_HOW TO COMPLETE THIS TASK_
From the data below, report how many lines contain the word "struct", giving the number and nothing else.

_SUPPLIED DATA_
Content starts

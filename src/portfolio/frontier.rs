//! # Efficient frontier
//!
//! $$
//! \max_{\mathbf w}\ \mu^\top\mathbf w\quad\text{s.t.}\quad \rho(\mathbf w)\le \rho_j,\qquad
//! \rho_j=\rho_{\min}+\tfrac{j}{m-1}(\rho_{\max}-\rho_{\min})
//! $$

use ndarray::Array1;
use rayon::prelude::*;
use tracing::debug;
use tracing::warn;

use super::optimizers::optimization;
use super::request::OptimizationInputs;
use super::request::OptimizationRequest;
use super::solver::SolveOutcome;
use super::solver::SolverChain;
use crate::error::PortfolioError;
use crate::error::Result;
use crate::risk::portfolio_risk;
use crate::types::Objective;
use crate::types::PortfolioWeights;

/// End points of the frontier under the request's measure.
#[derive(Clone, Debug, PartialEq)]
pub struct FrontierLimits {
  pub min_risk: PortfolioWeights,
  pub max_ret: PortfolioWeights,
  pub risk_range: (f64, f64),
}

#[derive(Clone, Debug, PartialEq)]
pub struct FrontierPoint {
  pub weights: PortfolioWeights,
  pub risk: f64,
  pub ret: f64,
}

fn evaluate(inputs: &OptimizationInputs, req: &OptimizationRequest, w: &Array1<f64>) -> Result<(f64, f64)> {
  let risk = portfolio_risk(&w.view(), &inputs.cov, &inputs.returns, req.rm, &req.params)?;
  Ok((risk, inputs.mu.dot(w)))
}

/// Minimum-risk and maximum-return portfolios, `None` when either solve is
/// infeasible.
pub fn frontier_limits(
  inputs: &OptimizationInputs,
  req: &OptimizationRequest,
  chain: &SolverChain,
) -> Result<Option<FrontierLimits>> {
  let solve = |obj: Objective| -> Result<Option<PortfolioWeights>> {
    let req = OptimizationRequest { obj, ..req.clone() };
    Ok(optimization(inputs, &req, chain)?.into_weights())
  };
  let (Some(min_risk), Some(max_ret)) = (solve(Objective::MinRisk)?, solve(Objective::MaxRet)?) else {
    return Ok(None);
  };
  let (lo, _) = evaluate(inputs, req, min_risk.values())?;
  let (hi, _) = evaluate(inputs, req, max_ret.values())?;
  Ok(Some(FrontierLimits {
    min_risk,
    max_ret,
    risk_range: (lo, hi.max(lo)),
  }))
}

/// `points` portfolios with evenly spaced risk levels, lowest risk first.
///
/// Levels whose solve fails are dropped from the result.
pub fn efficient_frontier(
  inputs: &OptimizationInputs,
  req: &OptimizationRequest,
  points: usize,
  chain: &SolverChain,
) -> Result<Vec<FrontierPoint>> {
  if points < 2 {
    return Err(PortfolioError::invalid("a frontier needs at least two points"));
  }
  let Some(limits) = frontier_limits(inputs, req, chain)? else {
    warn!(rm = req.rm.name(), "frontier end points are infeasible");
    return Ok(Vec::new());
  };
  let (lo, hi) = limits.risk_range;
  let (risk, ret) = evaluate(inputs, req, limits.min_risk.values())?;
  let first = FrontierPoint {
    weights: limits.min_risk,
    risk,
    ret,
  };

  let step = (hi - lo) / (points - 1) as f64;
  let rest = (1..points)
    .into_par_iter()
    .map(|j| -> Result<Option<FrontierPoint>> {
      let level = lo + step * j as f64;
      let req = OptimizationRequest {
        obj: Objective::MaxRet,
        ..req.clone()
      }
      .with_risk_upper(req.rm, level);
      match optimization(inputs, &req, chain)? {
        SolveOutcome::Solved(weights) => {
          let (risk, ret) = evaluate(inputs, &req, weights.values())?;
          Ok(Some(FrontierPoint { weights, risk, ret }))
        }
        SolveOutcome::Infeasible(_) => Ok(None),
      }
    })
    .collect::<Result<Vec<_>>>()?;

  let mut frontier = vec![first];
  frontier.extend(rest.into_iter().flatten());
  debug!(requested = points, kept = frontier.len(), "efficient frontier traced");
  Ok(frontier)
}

Content ends
Content starts

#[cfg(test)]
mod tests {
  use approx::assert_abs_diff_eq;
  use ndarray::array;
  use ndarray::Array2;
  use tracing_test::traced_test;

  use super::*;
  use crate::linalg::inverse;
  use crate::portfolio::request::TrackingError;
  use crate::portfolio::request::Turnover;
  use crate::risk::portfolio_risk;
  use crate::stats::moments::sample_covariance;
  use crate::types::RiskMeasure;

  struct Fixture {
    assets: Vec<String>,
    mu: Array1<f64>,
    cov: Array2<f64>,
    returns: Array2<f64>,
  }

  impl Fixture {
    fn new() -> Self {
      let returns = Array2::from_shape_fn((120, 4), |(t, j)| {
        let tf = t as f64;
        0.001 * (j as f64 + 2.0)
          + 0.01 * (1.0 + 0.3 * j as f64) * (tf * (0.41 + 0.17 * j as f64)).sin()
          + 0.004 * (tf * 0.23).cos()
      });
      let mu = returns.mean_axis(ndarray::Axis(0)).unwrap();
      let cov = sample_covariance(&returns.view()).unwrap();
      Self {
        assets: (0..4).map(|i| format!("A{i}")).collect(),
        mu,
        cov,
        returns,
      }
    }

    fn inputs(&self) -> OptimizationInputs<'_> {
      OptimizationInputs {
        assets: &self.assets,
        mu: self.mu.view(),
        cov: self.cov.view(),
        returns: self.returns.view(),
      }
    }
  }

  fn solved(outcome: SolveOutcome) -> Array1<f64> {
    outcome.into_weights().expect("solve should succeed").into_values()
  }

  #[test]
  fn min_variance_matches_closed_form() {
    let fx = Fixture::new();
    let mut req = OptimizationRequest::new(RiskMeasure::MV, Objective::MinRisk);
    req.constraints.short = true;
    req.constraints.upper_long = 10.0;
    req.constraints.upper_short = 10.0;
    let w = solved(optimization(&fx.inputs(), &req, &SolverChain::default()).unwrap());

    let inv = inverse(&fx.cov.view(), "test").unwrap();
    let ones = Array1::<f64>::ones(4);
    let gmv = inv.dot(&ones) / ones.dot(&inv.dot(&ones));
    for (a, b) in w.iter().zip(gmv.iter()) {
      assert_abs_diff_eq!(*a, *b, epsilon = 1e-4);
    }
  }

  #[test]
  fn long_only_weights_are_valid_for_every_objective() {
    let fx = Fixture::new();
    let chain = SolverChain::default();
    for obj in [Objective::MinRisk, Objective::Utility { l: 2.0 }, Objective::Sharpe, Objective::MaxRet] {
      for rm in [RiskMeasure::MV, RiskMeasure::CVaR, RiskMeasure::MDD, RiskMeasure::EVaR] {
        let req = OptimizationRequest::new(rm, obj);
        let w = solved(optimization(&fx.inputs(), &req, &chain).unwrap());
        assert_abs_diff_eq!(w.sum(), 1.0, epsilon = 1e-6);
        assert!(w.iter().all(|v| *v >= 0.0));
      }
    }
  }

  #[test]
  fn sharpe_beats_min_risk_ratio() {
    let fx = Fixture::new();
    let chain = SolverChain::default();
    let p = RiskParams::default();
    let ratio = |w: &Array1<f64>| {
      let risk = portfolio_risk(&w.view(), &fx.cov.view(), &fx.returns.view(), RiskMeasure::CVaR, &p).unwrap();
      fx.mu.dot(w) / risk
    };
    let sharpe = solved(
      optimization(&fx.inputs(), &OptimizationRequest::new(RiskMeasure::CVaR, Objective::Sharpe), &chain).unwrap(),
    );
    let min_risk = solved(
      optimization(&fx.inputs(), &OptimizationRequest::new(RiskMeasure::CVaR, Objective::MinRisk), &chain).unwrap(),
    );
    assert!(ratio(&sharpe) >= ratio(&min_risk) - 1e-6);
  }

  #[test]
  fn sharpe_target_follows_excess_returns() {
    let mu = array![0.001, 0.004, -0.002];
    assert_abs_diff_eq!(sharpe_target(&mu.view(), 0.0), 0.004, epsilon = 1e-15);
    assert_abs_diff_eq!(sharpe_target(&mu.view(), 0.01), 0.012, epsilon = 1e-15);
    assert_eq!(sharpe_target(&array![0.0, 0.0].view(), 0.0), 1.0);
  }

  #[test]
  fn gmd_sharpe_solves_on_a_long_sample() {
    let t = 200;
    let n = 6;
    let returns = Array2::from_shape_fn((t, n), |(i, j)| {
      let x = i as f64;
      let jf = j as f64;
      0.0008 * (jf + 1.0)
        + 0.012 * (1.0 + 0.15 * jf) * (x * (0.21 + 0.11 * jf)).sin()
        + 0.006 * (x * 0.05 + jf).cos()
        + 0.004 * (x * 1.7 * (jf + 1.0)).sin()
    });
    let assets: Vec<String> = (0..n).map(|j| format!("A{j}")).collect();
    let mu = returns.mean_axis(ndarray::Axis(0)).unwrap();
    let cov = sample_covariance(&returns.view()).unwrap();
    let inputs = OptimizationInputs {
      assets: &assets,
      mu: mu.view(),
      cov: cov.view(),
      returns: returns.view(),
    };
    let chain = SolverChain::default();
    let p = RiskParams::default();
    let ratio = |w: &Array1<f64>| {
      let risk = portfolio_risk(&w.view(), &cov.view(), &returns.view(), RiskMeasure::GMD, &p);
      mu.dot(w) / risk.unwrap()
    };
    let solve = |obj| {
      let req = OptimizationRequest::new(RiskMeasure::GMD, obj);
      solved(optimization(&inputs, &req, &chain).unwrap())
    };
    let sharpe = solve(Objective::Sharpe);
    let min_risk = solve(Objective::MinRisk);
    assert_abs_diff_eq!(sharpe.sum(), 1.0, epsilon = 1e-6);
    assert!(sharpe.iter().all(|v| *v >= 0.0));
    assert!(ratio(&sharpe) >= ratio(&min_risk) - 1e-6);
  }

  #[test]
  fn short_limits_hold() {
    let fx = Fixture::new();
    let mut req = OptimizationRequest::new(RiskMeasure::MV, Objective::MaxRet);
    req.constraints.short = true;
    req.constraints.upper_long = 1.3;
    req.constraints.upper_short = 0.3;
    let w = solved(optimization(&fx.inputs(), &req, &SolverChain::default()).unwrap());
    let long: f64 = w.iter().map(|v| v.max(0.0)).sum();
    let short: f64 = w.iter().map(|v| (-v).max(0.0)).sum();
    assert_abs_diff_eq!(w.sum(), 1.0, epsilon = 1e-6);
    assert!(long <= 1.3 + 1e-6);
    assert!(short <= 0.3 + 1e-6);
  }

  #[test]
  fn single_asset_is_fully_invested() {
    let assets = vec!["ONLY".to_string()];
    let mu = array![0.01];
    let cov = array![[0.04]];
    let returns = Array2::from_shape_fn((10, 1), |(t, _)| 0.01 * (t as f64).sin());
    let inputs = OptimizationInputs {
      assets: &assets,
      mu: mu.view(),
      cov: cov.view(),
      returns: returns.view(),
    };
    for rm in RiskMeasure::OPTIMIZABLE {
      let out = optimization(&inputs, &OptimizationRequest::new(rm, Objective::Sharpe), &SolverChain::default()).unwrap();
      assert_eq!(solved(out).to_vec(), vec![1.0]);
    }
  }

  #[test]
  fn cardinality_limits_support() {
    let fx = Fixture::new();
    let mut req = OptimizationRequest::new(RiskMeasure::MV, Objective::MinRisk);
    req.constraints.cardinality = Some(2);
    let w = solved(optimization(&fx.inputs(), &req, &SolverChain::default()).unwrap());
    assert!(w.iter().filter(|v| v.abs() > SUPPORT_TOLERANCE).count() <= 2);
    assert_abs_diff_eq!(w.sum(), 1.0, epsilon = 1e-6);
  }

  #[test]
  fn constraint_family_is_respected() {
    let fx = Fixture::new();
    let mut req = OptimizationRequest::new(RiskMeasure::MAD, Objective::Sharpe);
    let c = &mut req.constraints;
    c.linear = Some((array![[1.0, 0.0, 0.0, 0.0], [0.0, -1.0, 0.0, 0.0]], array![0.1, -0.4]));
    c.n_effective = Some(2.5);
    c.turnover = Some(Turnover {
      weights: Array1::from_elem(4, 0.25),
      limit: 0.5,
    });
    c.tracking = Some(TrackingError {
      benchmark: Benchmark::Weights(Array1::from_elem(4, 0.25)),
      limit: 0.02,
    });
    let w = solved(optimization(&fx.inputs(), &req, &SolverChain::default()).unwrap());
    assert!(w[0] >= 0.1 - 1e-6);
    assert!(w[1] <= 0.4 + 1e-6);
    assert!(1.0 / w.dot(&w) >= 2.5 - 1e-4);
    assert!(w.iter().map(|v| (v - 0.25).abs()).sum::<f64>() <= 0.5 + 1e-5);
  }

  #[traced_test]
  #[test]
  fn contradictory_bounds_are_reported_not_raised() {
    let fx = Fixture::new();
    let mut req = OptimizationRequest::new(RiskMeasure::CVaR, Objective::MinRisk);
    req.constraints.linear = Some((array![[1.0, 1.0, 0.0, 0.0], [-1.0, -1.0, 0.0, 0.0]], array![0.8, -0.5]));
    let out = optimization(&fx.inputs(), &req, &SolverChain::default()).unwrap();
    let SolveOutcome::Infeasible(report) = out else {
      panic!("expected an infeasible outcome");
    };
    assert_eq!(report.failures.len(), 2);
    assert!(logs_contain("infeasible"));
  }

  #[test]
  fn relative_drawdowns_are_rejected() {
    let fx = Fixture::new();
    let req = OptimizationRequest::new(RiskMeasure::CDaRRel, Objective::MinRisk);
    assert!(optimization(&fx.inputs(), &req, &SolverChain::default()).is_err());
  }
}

Content ends

_EXERCISE ANSWER_
3